Car nous sommes là dans une logique purement comptable, guidée par la RGPP, la révision générale des politiques publiques. D’ailleurs, la boucle est bouclée, puisqu’il est prévu d’installer les jardins d’éveil dans des « locaux communaux », afin, dites-vous, madame la secrétaire d’État, « d’optimiser les moyens existants ». Surtout quand il s’agit des moyens des écoles maternelles ! Sinon, de quels bâtiments parlons-nous ? Des centres de loisirs ? Ils sont souvent installés dans les écoles. Des crèches familiales gérées par les municipalités ? Au maximum de leur capacité, comment pourraient-elles accueillir de nouveaux enfants ?

Que verrons-nous alors ? Des écoles maternelles publiques fermées pour faire place à des jardins d’éveil payants, qui ne remplaceront en aucune façon la maternelle, ni même la crèche au niveau de la conception des besoins éducatifs du petit enfant ?

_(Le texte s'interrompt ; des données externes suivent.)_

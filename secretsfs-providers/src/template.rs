//! Minimal secret-substitution templates.
//!
//! Literal text passes through untouched.  The only action understood is a
//! secret lookup, in either spelling:
//!
//! ```text
//! password = {{ .Get "app/db/password" }}
//! user     = {{ get "app/db/user" }}
//! ```

use std::future::Future;
use std::sync::LazyLock;

use regex::Regex;
use secretsfs_core::FsError;

static GET_ACTION: LazyLock<Regex> = LazyLock::new(|| {
    Regex::new(r#"^\s*(?:\.Get|get)\s+"((?:[^"\\]|\\.)*)"\s*$"#).unwrap()
});

#[derive(Debug, Clone, PartialEq, Eq)]
pub enum Segment<'a> {
    Text(&'a str),
    Get(String),
}

/// Split `src` into literal text and secret lookups.
pub fn parse(src: &str) -> Result<Vec<Segment<'_>>, FsError> {
    let mut segments = Vec::new();
    let mut rest = src;
    while let Some(open) = rest.find("{{") {
        if open > 0 {
            segments.push(Segment::Text(&rest[..open]));
        }
        let after = &rest[open + 2..];
        let close = after
            .find("}}")
            .ok_or_else(|| FsError::Configuration("unterminated template action".to_string()))?;
        let action = &after[..close];
        let caps = GET_ACTION.captures(action).ok_or_else(|| {
            FsError::Configuration(format!("unsupported template action '{}'", action.trim()))
        })?;
        segments.push(Segment::Get(unescape(&caps[1])));
        rest = &after[close + 2..];
    }
    if !rest.is_empty() {
        segments.push(Segment::Text(rest));
    }
    Ok(segments)
}

fn unescape(quoted: &str) -> String {
    let mut out = String::with_capacity(quoted.len());
    let mut chars = quoted.chars();
    while let Some(c) = chars.next() {
        if c == '\\'
            && let Some(next) = chars.next()
        {
            out.push(next);
        } else {
            out.push(c);
        }
    }
    out
}

/// Render `src`, resolving each lookup through `get` in order.
///
/// The first failing lookup fails the whole render.
pub async fn render<F, Fut>(src: &str, mut get: F) -> Result<Vec<u8>, FsError>
where
    F: FnMut(String) -> Fut,
    Fut: Future<Output = Result<Vec<u8>, FsError>>,
{
    let mut out = Vec::with_capacity(src.len());
    for segment in parse(src)? {
        match segment {
            Segment::Text(text) => out.extend_from_slice(text.as_bytes()),
            Segment::Get(path) => out.extend_from_slice(&get(path).await?),
        }
    }
    Ok(out)
}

Dans mon département, les Hauts-de-Seine, la municipalité de Levallois-Perret a été, vous le savez, mes chers collègues, « précurseur » en la matière.

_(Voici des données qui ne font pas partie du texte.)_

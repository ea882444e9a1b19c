mod bootstrap;
mod cli;
mod setup;

use std::path::PathBuf;
use std::process::ExitCode;
use std::sync::Arc;

use anyhow::{Context as _, Result};
use clap::Parser;
use secretsfs_core::config::Config;
use secretsfs_core::inode::InodeRegistry;
use secretsfs_core::provider::ProviderRegistry;
use secretsfs_core::router::Router;
use secretsfs_fuse::MountOptions;
use tracing_subscriber::EnvFilter;
use tracing_subscriber::filter::Directive;

use crate::cli::Cli;
use crate::setup::LoadedConfig;

/// Serialises tests that call `env::set_var`.
#[cfg(test)]
pub(crate) static TEST_ENV_MUTEX: std::sync::Mutex<()> = std::sync::Mutex::new(());

const EXIT_CONFIG: u8 = 1;
const EXIT_USAGE: u8 = 2;
const EXIT_MOUNT: u8 = 3;

#[tokio::main]
async fn main() -> ExitCode {
    let cli = Cli::parse();

    let loaded = match setup::load_config(cli.config.as_deref()) {
        Ok(loaded) => loaded,
        Err(e) => {
            eprintln!("secretsfs: {e:#}");
            return ExitCode::from(EXIT_CONFIG);
        }
    };
    let options = MountOptions::parse(cli.options.iter().map(String::as_str));
    init_logging(&loaded.config.general.log_level, options.debug, cli.log_json);

    for warning in &loaded.warnings {
        tracing::warn!("{warning}");
    }
    if let Some(path) = &loaded.path {
        tracing::info!(path = %path.display(), "loaded config");
    }

    match run(cli, loaded, options).await {
        Ok(code) => code,
        Err(e) => {
            tracing::error!(error = %format!("{e:#}"), "startup failed");
            ExitCode::from(EXIT_CONFIG)
        }
    }
}

async fn run(cli: Cli, loaded: LoadedConfig, options: MountOptions) -> Result<ExitCode> {
    let config = loaded.config;

    if cli.is_info_query() {
        print_info(&cli, &config)?;
        return Ok(ExitCode::SUCCESS);
    }

    let Some(mountpoint) = cli.mountpoint.clone() else {
        eprintln!("secretsfs: a mountpoint is required");
        return Ok(ExitCode::from(EXIT_USAGE));
    };
    if let Err(e) = setup::validate_mountpoint(&mountpoint) {
        eprintln!("secretsfs: {e:#}");
        return Ok(ExitCode::from(EXIT_USAGE));
    }

    // Before any credential or secret is touched.
    bootstrap::secure_bootstrap();

    let store = setup::build_store(&config)?;
    tracing::info!(
        kind = store.kind(),
        addr = %config.store.vault.addr,
        mount = %config.store.vault.mount,
        "store configured"
    );
    let providers = Arc::new(setup::build_providers(&config, &store));
    tracing::info!(enabled = ?providers.enabled_names(), "providers registered");

    let router = Arc::new(Router::new(
        Arc::clone(&providers),
        Arc::new(InodeRegistry::new()),
    ));

    let handle = match secretsfs_fuse::mount(
        router,
        tokio::runtime::Handle::current(),
        &mountpoint,
        &options,
    ) {
        Ok(handle) => handle,
        Err(e) => {
            tracing::error!(error = %format!("{e:#}"), "mount failed");
            return Ok(ExitCode::from(EXIT_MOUNT));
        }
    };

    let reload = spawn_reload(providers, cli.config.clone());

    shutdown_signal().await;
    tracing::info!(mountpoint = %handle.mountpoint().display(), "shutting down");
    if let Some(task) = reload {
        task.abort();
    }
    drop(handle);
    Ok(ExitCode::SUCCESS)
}

/// `RUST_LOG` wins over the configured level; `-o debug` adds per-request
/// logging from the FUSE layer.
fn init_logging(level: &str, fuse_debug: bool, json: bool) {
    let mut filter =
        EnvFilter::try_from_default_env().unwrap_or_else(|_| EnvFilter::new(level));
    if fuse_debug && let Ok(directive) = "secretsfs_fuse=debug".parse::<Directive>() {
        filter = filter.add_directive(directive);
    }

    let builder = tracing_subscriber::fmt().with_env_filter(filter);
    if json {
        builder.json().init();
    } else {
        builder.init();
    }
}

fn print_info(cli: &Cli, config: &Config) -> Result<()> {
    if cli.print_defaults {
        let defaults =
            toml::to_string_pretty(&Config::default()).context("serialise default config")?;
        print!("{defaults}");
    }
    if cli.print_stores {
        for kind in setup::STORE_KINDS {
            println!("{kind}");
        }
    }
    if cli.print_store {
        println!("{}", config.store.kind);
    }
    if cli.print_providers {
        let store = setup::build_store(config)?;
        let registry = setup::build_providers(config, &store);
        print_providers(&registry);
    }
    Ok(())
}

fn print_providers(registry: &ProviderRegistry) {
    for name in registry.names() {
        let state = if registry.is_enabled(&name) {
            "enabled"
        } else {
            "disabled"
        };
        println!("{name:<12} {state}");
    }
}

/// Recompute provider enablement from a fresh config read on every SIGHUP.
#[cfg(unix)]
fn spawn_reload(
    providers: Arc<ProviderRegistry>,
    explicit: Option<PathBuf>,
) -> Option<tokio::task::JoinHandle<()>> {
    use tokio::signal::unix::{SignalKind, signal};

    let mut hangup = match signal(SignalKind::hangup()) {
        Ok(s) => s,
        Err(e) => {
            tracing::warn!(error = %e, "failed to register SIGHUP handler, reload disabled");
            return None;
        }
    };
    Some(tokio::spawn(async move {
        while hangup.recv().await.is_some() {
            match setup::load_config(explicit.as_deref()) {
                Ok(loaded) => {
                    for warning in &loaded.warnings {
                        tracing::warn!("{warning}");
                    }
                    providers.reload(&loaded.config.providers.enabled);
                    tracing::info!(enabled = ?providers.enabled_names(), "config reloaded");
                }
                Err(e) => {
                    tracing::warn!(error = %format!("{e:#}"), "config reload failed, keeping current providers");
                }
            }
        }
    }))
}

#[cfg(not(unix))]
fn spawn_reload(
    _providers: Arc<ProviderRegistry>,
    _explicit: Option<PathBuf>,
) -> Option<tokio::task::JoinHandle<()>> {
    None
}

/// Wait for SIGINT (Ctrl-C) or SIGTERM.
async fn shutdown_signal() {
    let ctrl_c = tokio::signal::ctrl_c();

    #[cfg(unix)]
    {
        match tokio::signal::unix::signal(tokio::signal::unix::SignalKind::terminate()) {
            Ok(mut sigterm) => {
                tokio::select! {
                    _ = ctrl_c => {}
                    _ = sigterm.recv() => {}
                }
            }
            Err(e) => {
                tracing::warn!("failed to register SIGTERM handler: {e}, falling back to SIGINT only");
                ctrl_c.await.ok();
            }
        }
    }

    #[cfg(not(unix))]
    {
        ctrl_c.await.ok();
    }
}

Dès 2005, elle a ouvert trois « jardins de découverte », gérés par la caisse des écoles et implantés dans les locaux des centres de loisirs maternels. Parallèlement, la mairie a annoncé la fermeture d’une école maternelle et de deux classes dans une autre. Bilan : une baisse continue du nombre de places et de classes dans les écoles maternelles publiques. Celles-ci sont passées de 87 en 2004 à 78 à la rentrée 2009 avec, pour conséquence directe, une remontée des effectifs dans toutes les écoles.

Par ailleurs, pour justifier la création de ces jardins d’éveil, vous expliquez que l’enfant de deux ans, qualifié de « bébé », n’a pas sa place à l’école maternelle. Vous citez certains experts, mais d’autres affirment le contraire. Des études attestent effectivement les effets positifs de la scolarisation précoce sur la scolarité, même si, il faut le reconnaître, ceux-ci s’amoindrissent dans le temps.

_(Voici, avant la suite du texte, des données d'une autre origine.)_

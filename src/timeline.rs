//! Elapsed time and duration of the loaded movement, as reported by the media element.

#[derive(Debug, Clone, Copy, PartialEq, Default)]
pub struct Timeline {
    current_time: f64,
    duration: f64,
}

impl Timeline {
    pub fn current_time(&self) -> f64 {
        self.current_time
    }

    pub fn duration(&self) -> f64 {
        self.duration
    }

    /// `timeupdate` from the element.
    #[cfg_attr(not(target_arch = "wasm32"), allow(dead_code))]
    pub fn on_time_update(&mut self, position: f64) {
        if position.is_finite() {
            self.current_time = position.max(0.0);
        }
    }

    /// `loadedmetadata` from the element. Streams report `NaN` or infinity until known.
    #[cfg_attr(not(target_arch = "wasm32"), allow(dead_code))]
    pub fn on_loaded_metadata(&mut self, duration: f64) {
        if duration.is_finite() && duration >= 0.0 {
            self.duration = duration;
        }
    }

    /// Clamp a requested seek target and apply it optimistically. Returns the
    /// position the element should jump to.
    pub fn seek(&mut self, target: f64) -> f64 {
        let mut position = if target.is_finite() { target.max(0.0) } else { 0.0 };
        if self.duration > 0.0 {
            position = position.min(self.duration);
        }
        self.current_time = position;
        position
    }

    /// A new source was assigned; its duration is unknown until metadata loads.
    #[cfg_attr(not(target_arch = "wasm32"), allow(dead_code))]
    pub fn reset(&mut self) {
        *self = Self::default();
    }

    /// Upper bound for the progress slider; 100 while the duration is unknown.
    pub fn slider_max(&self) -> f64 {
        if self.duration > 0.0 {
            self.duration
        } else {
            100.0
        }
    }
}

#[cfg(test)]
mod tests {
    use super::*;

    #[test]
    fn mirrors_element_events() {
        let mut timeline = Timeline::default();
        timeline.on_loaded_metadata(182.5);
        timeline.on_time_update(12.25);
        assert_eq!(timeline.duration(), 182.5);
        assert_eq!(timeline.current_time(), 12.25);
    }

    #[test]
    fn ignores_unknown_duration() {
        let mut timeline = Timeline::default();
        timeline.on_loaded_metadata(f64::NAN);
        timeline.on_loaded_metadata(f64::INFINITY);
        assert_eq!(timeline.duration(), 0.0);
        assert_eq!(timeline.slider_max(), 100.0);
    }

    #[test]
    fn seek_is_clamped_to_duration() {
        let mut timeline = Timeline::default();
        timeline.on_loaded_metadata(90.0);
        assert_eq!(timeline.seek(45.0), 45.0);
        assert_eq!(timeline.current_time(), 45.0);
        assert_eq!(timeline.seek(120.0), 90.0);
        assert_eq!(timeline.seek(-1.0), 0.0);
    }

    #[test]
    fn seek_before_metadata_is_unbounded_above() {
        let mut timeline = Timeline::default();
        assert_eq!(timeline.seek(30.0), 30.0);
    }

    #[test]
    fn reset_clears_both_values() {
        let mut timeline = Timeline::default();
        timeline.on_loaded_metadata(60.0);
        timeline.on_time_update(59.0);
        timeline.reset();
        assert_eq!(timeline, Timeline::default());
    }
}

Je crois, pour ma part, que l’accès à la maternelle des enfants de deux ans doit absolument rester une possibilité offerte aux parents, en fonction des enfants, de leur maturité, du cadre familial... De nombreux travaux ont montré que beaucoup de choses se jouent chez l’enfant entre deux ans et quatre ans. C’est une période d’intense activité et d’acquisition au niveau du langage, de la pensée logique, de la construction de la personnalité, de la conscience de soi dans la relation aux autres ; c’est un moment propice aux apprentissages durant lequel des mécanismes peuvent – ou non – se mettre en place.

L’école maternelle a donc un rôle formidable à jouer : c’est là que l’enfant apprend à apprendre, apprend à devenir « élève », et l’on sait l’importance que cela a dans son devenir scolaire.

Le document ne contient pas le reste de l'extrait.